[Collected data entries]
# # # #

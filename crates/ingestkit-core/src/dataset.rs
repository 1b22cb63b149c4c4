use crate::error::{IngestError, Result};
use serde::Serialize;
use serde_json::{Map, Value};
use std::io::Read;

/// A named column of values
#[derive(Debug, Clone, PartialEq, Serialize)]
pub struct Column {
    pub name: String,
    pub values: Vec<Value>,
}

impl Column {
    pub fn new(name: impl Into<String>, values: Vec<Value>) -> Self {
        Self {
            name: name.into(),
            values,
        }
    }
}

/// In-memory tabular result of a load: ordered columns of equal length
#[derive(Debug, Clone, Default, PartialEq, Serialize)]
pub struct Dataset {
    columns: Vec<Column>,
}

impl Dataset {
    /// Build a dataset from columns. All columns must have the same length
    /// and column names must be unique.
    pub fn new(columns: Vec<Column>) -> Result<Self> {
        if let Some(first) = columns.first() {
            let len = first.values.len();
            if let Some(bad) = columns.iter().find(|c| c.values.len() != len) {
                return Err(IngestError::InvalidDataset {
                    message: format!(
                        "column '{}' has {} value(s), expected {}",
                        bad.name,
                        bad.values.len(),
                        len
                    ),
                });
            }
        }

        for (i, col) in columns.iter().enumerate() {
            if columns[..i].iter().any(|c| c.name == col.name) {
                return Err(IngestError::InvalidDataset {
                    message: format!("duplicate column '{}'", col.name),
                });
            }
        }

        Ok(Self { columns })
    }

    /// Build a dataset from a list of JSON objects.
    ///
    /// Column order follows first appearance; keys missing from a record become null.
    pub fn from_records(records: &[Value]) -> Result<Self> {
        let mut names: Vec<String> = Vec::new();
        for (i, record) in records.iter().enumerate() {
            let obj = record.as_object().ok_or_else(|| {
                IngestError::parse("json records", format!("record {} is not an object", i))
            })?;
            for key in obj.keys() {
                if !names.iter().any(|n| n == key) {
                    names.push(key.clone());
                }
            }
        }

        let columns = names
            .into_iter()
            .map(|name| {
                let values = records
                    .iter()
                    .map(|r| r.get(&name).cloned().unwrap_or(Value::Null))
                    .collect();
                Column::new(name, values)
            })
            .collect();

        Self::new(columns)
    }

    /// Build a dataset from any of the JSON shapes we accept:
    /// - array of objects (one row each)
    /// - object whose values are all arrays (column oriented)
    /// - any other object (a single row)
    pub fn from_json_value(value: &Value) -> Result<Self> {
        match value {
            Value::Array(records) => Self::from_records(records),
            Value::Object(map) if !map.is_empty() && map.values().all(Value::is_array) => {
                let columns = map
                    .iter()
                    .map(|(name, values)| {
                        Column::new(name.clone(), values.as_array().cloned().unwrap_or_default())
                    })
                    .collect();
                Self::new(columns)
            }
            Value::Object(_) => Self::from_records(std::slice::from_ref(value)),
            other => Err(IngestError::parse(
                "json document",
                format!("expected an array or object, found {}", json_kind(other)),
            )),
        }
    }

    /// Parse CSV with a header row. Cells are typed: integers, floats and
    /// booleans are recognised, empty cells become null, the rest stay strings.
    pub fn from_csv_reader<R: Read>(reader: R) -> Result<Self> {
        let mut rdr = csv::ReaderBuilder::new()
            .has_headers(true)
            .trim(csv::Trim::Headers)
            .from_reader(reader);

        let headers: Vec<String> = rdr.headers()?.iter().map(str::to_string).collect();
        let mut columns: Vec<Column> = headers
            .iter()
            .map(|h| Column::new(h.clone(), Vec::new()))
            .collect();

        for record in rdr.records() {
            let record = record?;
            for (col, cell) in columns.iter_mut().zip(record.iter()) {
                col.values.push(infer_cell(cell));
            }
        }

        Self::new(columns)
    }

    pub fn column_names(&self) -> Vec<&str> {
        self.columns.iter().map(|c| c.name.as_str()).collect()
    }

    pub fn columns(&self) -> &[Column] {
        &self.columns
    }

    pub fn column(&self, name: &str) -> Option<&Column> {
        self.columns.iter().find(|c| c.name == name)
    }

    /// Number of columns
    pub fn width(&self) -> usize {
        self.columns.len()
    }

    /// Number of rows
    pub fn len(&self) -> usize {
        self.columns.first().map_or(0, |c| c.values.len())
    }

    pub fn is_empty(&self) -> bool {
        self.len() == 0
    }

    /// Values of row `index`, in column order
    pub fn row(&self, index: usize) -> Option<Vec<&Value>> {
        if index >= self.len() {
            return None;
        }
        Some(self.columns.iter().map(|c| &c.values[index]).collect())
    }

    pub fn rows(&self) -> impl Iterator<Item = Vec<&Value>> + '_ {
        (0..self.len()).map(|i| self.columns.iter().map(|c| &c.values[i]).collect())
    }

    /// First `n` rows as a new dataset
    pub fn head(&self, n: usize) -> Dataset {
        let columns = self
            .columns
            .iter()
            .map(|c| Column::new(c.name.clone(), c.values.iter().take(n).cloned().collect()))
            .collect();
        Dataset { columns }
    }

    /// Rows as JSON objects, keys in column order
    pub fn to_records(&self) -> Vec<Value> {
        self.rows()
            .map(|row| {
                let obj: Map<String, Value> = self
                    .columns
                    .iter()
                    .zip(row)
                    .map(|(c, v)| (c.name.clone(), v.clone()))
                    .collect();
                Value::Object(obj)
            })
            .collect()
    }

    pub fn to_json_string(&self) -> Result<String> {
        serde_json::to_string_pretty(&self.to_records())
            .map_err(|e| IngestError::Export {
                message: e.to_string(),
            })
    }

    pub fn to_csv_string(&self) -> Result<String> {
        let mut wtr = csv::Writer::from_writer(Vec::new());
        wtr.write_record(self.column_names())?;
        for row in self.rows() {
            wtr.write_record(row.into_iter().map(cell_text))?;
        }
        let bytes = wtr.into_inner().map_err(|e| IngestError::Export {
            message: e.to_string(),
        })?;
        String::from_utf8(bytes).map_err(|e| IngestError::Export {
            message: e.to_string(),
        })
    }

    pub(crate) fn columns_mut(&mut self) -> &mut Vec<Column> {
        &mut self.columns
    }
}

/// Text form of a cell for CSV / spreadsheet output
pub fn cell_text(value: &Value) -> String {
    match value {
        Value::Null => String::new(),
        Value::String(s) => s.clone(),
        other => other.to_string(),
    }
}

fn infer_cell(cell: &str) -> Value {
    if cell.is_empty() {
        return Value::Null;
    }
    if let Ok(i) = cell.parse::<i64>() {
        return Value::from(i);
    }
    if let Ok(f) = cell.parse::<f64>()
        && f.is_finite()
    {
        return Value::from(f);
    }
    match cell {
        "true" | "True" | "TRUE" => Value::Bool(true),
        "false" | "False" | "FALSE" => Value::Bool(false),
        _ => Value::String(cell.to_string()),
    }
}

fn json_kind(value: &Value) -> &'static str {
    match value {
        Value::Null => "null",
        Value::Bool(_) => "boolean",
        Value::Number(_) => "number",
        Value::String(_) => "string",
        Value::Array(_) => "array",
        Value::Object(_) => "object",
    }
}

# # # #

* Task requirements *
Respond with a number only, please: how many lines in this data include the word "PartialEq".

* Result *
2